*** Opening Data records ***

impl<'r> StoryWriter<'r> {
    fn new(rels: &'r mut Relationships) -> Result<Self> {
        Ok(Self {
            w: XmlWriter::new()?,
            rels,
            default_style: None,
            last_page_only: false,
        })
    }

    /// `word/document.xml`.
    pub fn document(
        blocks: &[Block],
        rels: &'r mut Relationships,
        defaults: &DocumentDefaults,
        orientation: Orientation,
        section: &SectionRefs,
    ) -> Result<Vec<u8>> {
        let mut story = Self::new(rels)?;
        let width = defaults.page.content_width(orientation);

        story.w.start(
            "w:document",
            &[("xmlns:w", W_NAMESPACE), ("xmlns:r", R_NAMESPACE)],
        )?;
        story.w.start("w:body", &[])?;
        story.write_story(blocks, width)?;
        story.write_section(&defaults.page, orientation, section)?;
        story.w.end("w:body")?;
        story.w.end("w:document")?;
        Ok(story.w.finish())
    }

    /// `word/header1.xml`; the watermark, if any, rides in the first
    /// paragraph.
    pub fn header(
        blocks: &[Block],
        rels: &'r mut Relationships,
        width: u32,
        watermark: Option<&Watermark>,
    ) -> Result<Vec<u8>> {
        let mut story = Self::new(rels)?;
        story.default_style = Some("Header");

        story.w.start("w:hdr", &story_namespaces())?;
        match (watermark, blocks.split_first()) {
            (Some(mark), Some((Block::Paragraph(first), rest))) => {
                story.write_paragraph_with(first, Some(mark))?;
                story.write_blocks(rest, width)?;
                story.close_story(blocks)?;
            }
            (Some(mark), _) => {
                story.write_paragraph_with(&Paragraph::default(), Some(mark))?;
                if !blocks.is_empty() {
                    story.write_story(blocks, width)?;
                }
            }
            (None, _) => story.write_story(blocks, width)?,
        }
        story.w.end("w:hdr")?;
        Ok(story.w.finish())
    }

    /// `word/footer1.xml`.
    pub fn footer(
        blocks: &[Block],
        rels: &'r mut Relationships,
        width: u32,
        last_page_only: bool,
    ) -> Result<Vec<u8>> {
        let mut story = Self::new(rels)?;
        story.default_style = Some("Footer");
        story.last_page_only = last_page_only;

        story.w.start("w:ftr", &story_namespaces())?;
        story.write_story(blocks, width)?;
        story.w.end("w:ftr")?;
        Ok(story.w.finish())
    }

    // -- Blocks ---------------------------------------------------------------

    /// Blocks followed by the closing paragraph every story needs.
    fn write_story(&mut self, blocks: &[Block], width: u32) -> Result<()> {
        self.write_blocks(blocks, width)?;
        self.close_story(blocks)
    }

    fn close_story(&mut self, blocks: &[Block]) -> Result<()> {
        if !matches!(blocks.last(), Some(Block::Paragraph(_))) {
            self.write_paragraph(&Paragraph::default())?;
        }
        Ok(())
    }

    fn write_blocks(&mut self, blocks: &[Block], width: u32) -> Result<()> {
        for block in blocks {
            match block {
                Block::Paragraph(p) => self.write_paragraph(p)?,
                Block::Table(t) => self.write_table(t, width)?,
            }
        }
        Ok(())
    }

    fn write_paragraph(&mut self, paragraph: &Paragraph) -> Result<()> {
        self.write_paragraph_with(paragraph, None)
    }

    fn write_paragraph_with(
        &mut self,
        paragraph: &Paragraph,
        watermark: Option<&Watermark>,
    ) -> Result<()> {
        self.w.start("w:p", &[])?;
        self.write_paragraph_props(&paragraph.props)?;
        if let Some(mark) = watermark {
            mark.write_run(&mut self.w)?;
        }

        if self.last_page_only && !paragraph.inlines.is_empty() {
            self.write_last_page_condition(paragraph)?;
        } else {
            for inline in &paragraph.inlines {
                match inline {
                    Inline::Run(run) => self.write_run(run, TextMode::Display)?,
                    Inline::Hyperlink { target, runs } => {
                        let id = self.rels.add_hyperlink(target);
                        self.w.start("w:hyperlink", &[("r:id", &id), ("w:history", "1")])?;
                        for run in runs {
                            self.write_run(run, TextMode::Display)?;
                        }
                        self.w.end("w:hyperlink")?;
                    }
                }
            }
        }

        self.w.end("w:p")
    }

    /// `IF PAGE = NUMPAGES "<content>" ""`: the content runs become part of
    /// the instruction so the word processor shows them only on the last
    /// page.
    fn write_last_page_condition(&mut self, paragraph: &Paragraph) -> Result<()> {
        let plain = RunProps::default();
        self.field_char(&plain, "begin")?;
        self.instruction(&plain, " IF ")?;
        self.write_field(FieldCode::Page, &plain)?;
        self.instruction(&plain, " = ")?;
        self.write_field(FieldCode::NumPages, &plain)?;
        self.instruction(&plain, " \"")?;
        for run in paragraph.inlines.iter().flat_map(Inline::runs) {
            self.write_run(run, TextMode::Instruction)?;
        }
        self.instruction(&plain, "\" \"\" ")?;
        self.field_char(&plain, "separate")?;
        self.field_char(&plain, "end")
    }

    fn write_paragraph_props(&mut self, props: &ParagraphProps) -> Result<()> {
        let style = props
            .style
            .map(|s| s.style_id())
            .or_else(|| self.default_style.map(str::to_owned));
        if style.is_none() && *props == ParagraphProps::default() {
            return Ok(());
        }

        self.w.start("w:pPr", &[])?;
        if let Some(style) = &style {
            self.w.empty("w:pStyle", &[("w:val", style)])?;
        }
        if props.page_break_before {
            self.w.empty("w:pageBreakBefore", &[])?;
        }
        if let Some(numbering) = props.numbering {
            self.w.start("w:numPr", &[])?;
            self.w.empty("w:ilvl", &[("w:val", &numbering.level.to_string())])?;
            self.w.empty("w:numId", &[("w:val", &numbering.num_id.to_string())])?;
            self.w.end("w:numPr")?;
        }
        if props.bottom_border {
            self.w.start("w:pBdr", &[])?;
            self.w.empty(
                "w:bottom",
                &[
                    ("w:val", "single"),
                    ("w:sz", "6"),
                    ("w:space", "1"),
                    ("w:color", "auto"),
                ],
            )?;
            self.w.end("w:pBdr")?;
        }
        if let Some(fill) = &props.shading {
            self.shading(fill)?;
        }
        if props.spacing_before.is_some() || props.spacing_after.is_some() {
            let before = props.spacing_before.map(|v| v.to_string());
            let after = props.spacing_after.map(|v| v.to_string());
            let mut attrs = Vec::new();
            if let Some(before) = &before {
                attrs.push(("w:before", before.as_str()));
            }
            if let Some(after) = &after {
                attrs.push(("w:after", after.as_str()));
            }
            self.w.empty("w:spacing", &attrs)?;
        }
        if let Some(indent) = props.indent_left {
            self.w.empty("w:ind", &[("w:left", &indent.to_string())])?;
        }
        if let Some(align) = props.align {
            self.w.empty("w:jc", &[("w:val", align.ooxml_value())])?;
        }
        self.w.end("w:pPr")
    }

    // -- Runs -----------------------------------------------------------------

    fn write_run(&mut self, run: &Run, mode: TextMode) -> Result<()> {
        match &run.content {
            RunContent::Field(code) => return self.write_field(*code, &run.props),
            RunContent::Text(text) => {
                self.open_run(&run.props)?;
                match mode {
                    TextMode::Display => {
                        self.w.element("w:t", &[("xml:space", "preserve")], text)?;
                    }
                    TextMode::Instruction => {
                        let escaped = text.replace('"', "\\\"");
                        self.w
                            .element("w:instrText", &[("xml:space", "preserve")], &escaped)?;
                    }
                }
            }
            RunContent::LineBreak if mode == TextMode::Instruction => {
                self.open_run(&run.props)?;
                self.w.element("w:instrText", &[("xml:space", "preserve")], " ")?;
            }
            RunContent::LineBreak => {
                self.open_run(&run.props)?;
                self.w.empty("w:br", &[])?;
            }
            RunContent::PageBreak => {
                self.open_run(&run.props)?;
                self.w.empty("w:br", &[("w:type", "page")])?;
            }
            RunContent::Tab => {
                self.open_run(&run.props)?;
                self.w.empty("w:tab", &[])?;
            }
        }
        self.w.end("w:r")
    }

    /// A complete simple field with a placeholder result of `1`.
    fn write_field(&mut self, code: FieldCode, props: &RunProps) -> Result<()> {
        self.field_char(props, "begin")?;
        self.instruction(props, &format!(" {} ", code.instruction()))?;
        self.field_char(props, "separate")?;
        self.open_run(props)?;
        self.w.element("w:t", &[], "1")?;
        self.w.end("w:r")?;
        self.field_char(props, "end")
    }

    fn field_char(&mut self, props: &RunProps, kind: &str) -> Result<()> {
        self.open_run(props)?;
        self.w.empty("w:fldChar", &[("w:fldCharType", kind)])?;
        self.w.end("w:r")
    }

    fn instruction(&mut self, props: &RunProps, text: &str) -> Result<()> {
        self.open_run(props)?;
        self.w.element("w:instrText", &[("xml:space", "preserve")], text)?;
        self.w.end("w:r")
    }

    fn open_run(&mut self, props: &RunProps) -> Result<()> {
        self.w.start("w:r", &[])?;
        self.write_run_props(props)
    }

    fn write_run_props(&mut self, props: &RunProps) -> Result<()> {
        if *props == RunProps::default() {
            return Ok(());
        }

        self.w.start("w:rPr", &[])?;
        if props.hyperlink_style {
            self.w.empty("w:rStyle", &[("w:val", "Hyperlink")])?;
        }
        if let Some(font) = &props.font {
            self.w.empty(
                "w:rFonts",
                &[
                    ("w:ascii", font),
                    ("w:hAnsi", font),
                    ("w:eastAsia", font),
                    ("w:cs", font),
                ],
            )?;
        }
        if props.bold {
            self.w.empty("w:b", &[])?;
            self.w.empty("w:bCs", &[])?;
        }
        if props.italic {
            self.w.empty("w:i", &[])?;
            self.w.empty("w:iCs", &[])?;
        }
        if props.strike {
            self.w.empty("w:strike", &[])?;
        }
        if let Some(color) = &props.color {
            self.w.empty("w:color", &[("w:val", color)])?;
        }
        if let Some(size) = props.size_half_points {
            let size = size.to_string();
            self.w.empty("w:sz", &[("w:val", &size)])?;
            self.w.empty("w:szCs", &[("w:val", &size)])?;
        }
        if props.underline {
            self.w.empty("w:u", &[("w:val", "single")])?;
        }
        if let Some(fill) = &props.shading {
            self.shading(fill)?;
        }
        if props.superscript || props.subscript {
            let value = if props.superscript { "superscript" } else { "subscript" };
            self.w.empty("w:vertAlign", &[("w:val", value)])?;
        }
        self.w.end("w:rPr")
    }

    fn shading(&mut self, fill: &str) -> Result<()> {
        self.w.empty(
            "w:shd",
            &[("w:val", "clear"), ("w:color", "auto"), ("w:fill", fill)],
        )
    }

    // -- Tables ---------------------------------------------------------------

    fn write_table(&mut self, table: &Table, width: u32) -> Result<()> {
        let columns = table.grid_columns().max(1);
        let column_width = width / columns;
        let column_width_attr = column_width.to_string();

        self.w.start("w:tbl", &[])?;
        self.w.start("w:tblPr", &[])?;
        if table.borders {
            self.w.empty("w:tblStyle", &[("w:val", "TableGrid")])?;
        }
        self.w.empty("w:tblW", &[("w:w", "5000"), ("w:type", "pct")])?;
        self.w.end("w:tblPr")?;

        self.w.start("w:tblGrid", &[])?;
        for _ in 0..columns {
            self.w.empty("w:gridCol", &[("w:w", &column_width_attr)])?;
        }
        self.w.end("w:tblGrid")?;

        for row in &table.rows {
            self.w.start("w:tr", &[])?;
            if row.header {
                self.w.start("w:trPr", &[])?;
                self.w.empty("w:tblHeader", &[])?;
                self.w.end("w:trPr")?;
            }
            for cell in &row.cells {
                let span = cell.col_span.max(1);
                let cell_width = column_width * span;

                self.w.start("w:tc", &[])?;
                self.w.start("w:tcPr", &[])?;
                self.w.empty(
                    "w:tcW",
                    &[("w:w", &cell_width.to_string()), ("w:type", "dxa")],
                )?;
                if span > 1 {
                    self.w.empty("w:gridSpan", &[("w:val", &span.to_string())])?;
                }
                if let Some(fill) = &cell.shading {
                    self.shading(fill)?;
                }
                self.w.end("w:tcPr")?;
                self.write_story(&cell.blocks, cell_width.saturating_sub(CELL_MARGINS_TWIPS))?;
                self.w.end("w:tc")?;
            }
            self.w.end("w:tr")?;
        }

        self.w.end("w:tbl")
    }

    // -- Section --------------------------------------------------------------

    fn write_section(
        &mut self,
        page: &PageSetup,
        orientation: Orientation,
        section: &SectionRefs,
    ) -> Result<()> {
        let (width, height) = page.dimensions(orientation);

        self.w.start("w:sectPr", &[])?;
        if let Some(id) = &section.header {
            self.w
                .empty("w:headerReference", &[("w:type", "default"), ("r:id", id)])?;
        }
        if let Some(id) = &section.footer {
            self.w
                .empty("w:footerReference", &[("w:type", "default"), ("r:id", id)])?;
        }
        self.w.empty(
            "w:pgSz",
            &[
                ("w:w", &width.to_string()),
                ("w:h", &height.to_string()),
                ("w:orient", orientation.ooxml_value()),
            ],
        )?;
        self.w.empty(
            "w:pgMar",
            &[
                ("w:top", &page.margin_top.to_string()),
                ("w:right", &page.margin_right.to_string()),
                ("w:bottom", &page.margin_bottom.to_string()),
                ("w:left", &page.margin_left.to_string()),
                ("w:header", &page.header_distance.to_string()),
                ("w:footer", &page.footer_distance.to_string()),
                ("w:gutter", "0"),
            ],
        )?;
        self.w.end("w:sectPr")
    }
}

*** Closing Data records ***

**What you should do:**
All lines above that contain the word "target" are to be copied.

**Task result:**
                    Inline::Hyperlink { target, runs } => {
                        let id = self.rels.add_hyperlink(target);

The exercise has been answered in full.